Fig. 6

H3v-47 mAb exhibits ADCC activity. a Cross-linking of FcγRIIIa. Binding curves were obtained by performing ELISA with serial dilutions of each antibody (H3v-47, H3v-12, or control mAb VRC01 [to HIV]) onto HA-coated plates and assessing the ability of HA-bound mAbs to engage both Fc-binding sites on the soluble FcγRIIIa dimer. b Primary NK cell activation. Antibody (H3v-47, H3v-12, or VRC01) at 0.1, 1, or 10 µg/mL each were added independently on 96-well plates coated with purified A/Sydney/5/1997 H3 HA and incubated for 2 h. The plates were washed, and 5 × 10⁵ purified NK cells were added to each well.

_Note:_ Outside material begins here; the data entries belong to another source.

//! Order schemas.
//!
//! Orders are priced by the backend. The client only sends book ids and
//! quantities; everything else in this module is read back from responses.

use chrono::{DateTime, Utc};
use serde::{Deserialize, Serialize};

use crate::models::Book;
use crate::types::{BookId, OrderId, OrderStatus, Price};

/// One line of a placed order.
#[derive(Debug, Clone, PartialEq, Eq, Serialize, Deserialize)]
pub struct OrderItem {
    /// The ordered book as it was at order time.
    pub book: Book,
    /// Units ordered.
    pub quantity: u32,
    /// Unit price charged.
    pub price: Price,
}

impl OrderItem {
    /// Unit price times quantity.
    #[must_use]
    pub fn line_total(&self) -> Price {
        self.price.times(self.quantity)
    }
}

/// A placed order.
#[derive(Debug, Clone, PartialEq, Eq, Serialize, Deserialize)]
pub struct Order {
    /// Backend ID.
    pub id: OrderId,
    /// Ordered lines.
    #[serde(default)]
    pub items: Vec<OrderItem>,
    /// Lifecycle status.
    #[serde(default)]
    pub status: OrderStatus,
    /// Total computed by the backend.
    pub total_price: Price,
    /// Creation timestamp.
    pub created_at: DateTime<Utc>,
}

/// One requested line of `POST /create-order/`.
#[derive(Debug, Clone, Copy, PartialEq, Eq, Serialize, Deserialize)]
pub struct OrderLine {
    /// Requested book.
    pub book_id: BookId,
    /// Requested units.
    pub quantity: u32,
}

/// Body of `POST /create-order/`.
#[derive(Debug, Clone, PartialEq, Eq, Default, Serialize, Deserialize)]
pub struct OrderRequest {
    /// Requested lines, in cart order.
    pub items: Vec<OrderLine>,
}

impl OrderRequest {
    /// Whether the request has no lines.
    #[must_use]
    pub fn is_empty(&self) -> bool {
        self.items.is_empty()
    }
}

impl FromIterator<OrderLine> for OrderRequest {
    fn from_iter<I: IntoIterator<Item = OrderLine>>(iter: I) -> Self {
        Self {
            items: iter.into_iter().collect(),
        }
    }
}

The cells were stained with anti-human CD107a allophycocyanin-H7 Ab, anti-human CD3 PerCP, anti-human CD56 allophycocyanin, and anti-IFNγ AF700. The data for 20,000–50,000 events were acquired using an LSRFortessa flow cytometer. The percentage of NK cell activation was calculated as the percentage of NK cells that expressed CD107a and/or IFNγ. The dotted lines in both a and b indicate the limit of detection. The results are representative of three independent experiments. Error bars indicate standard error of the mean (SEM)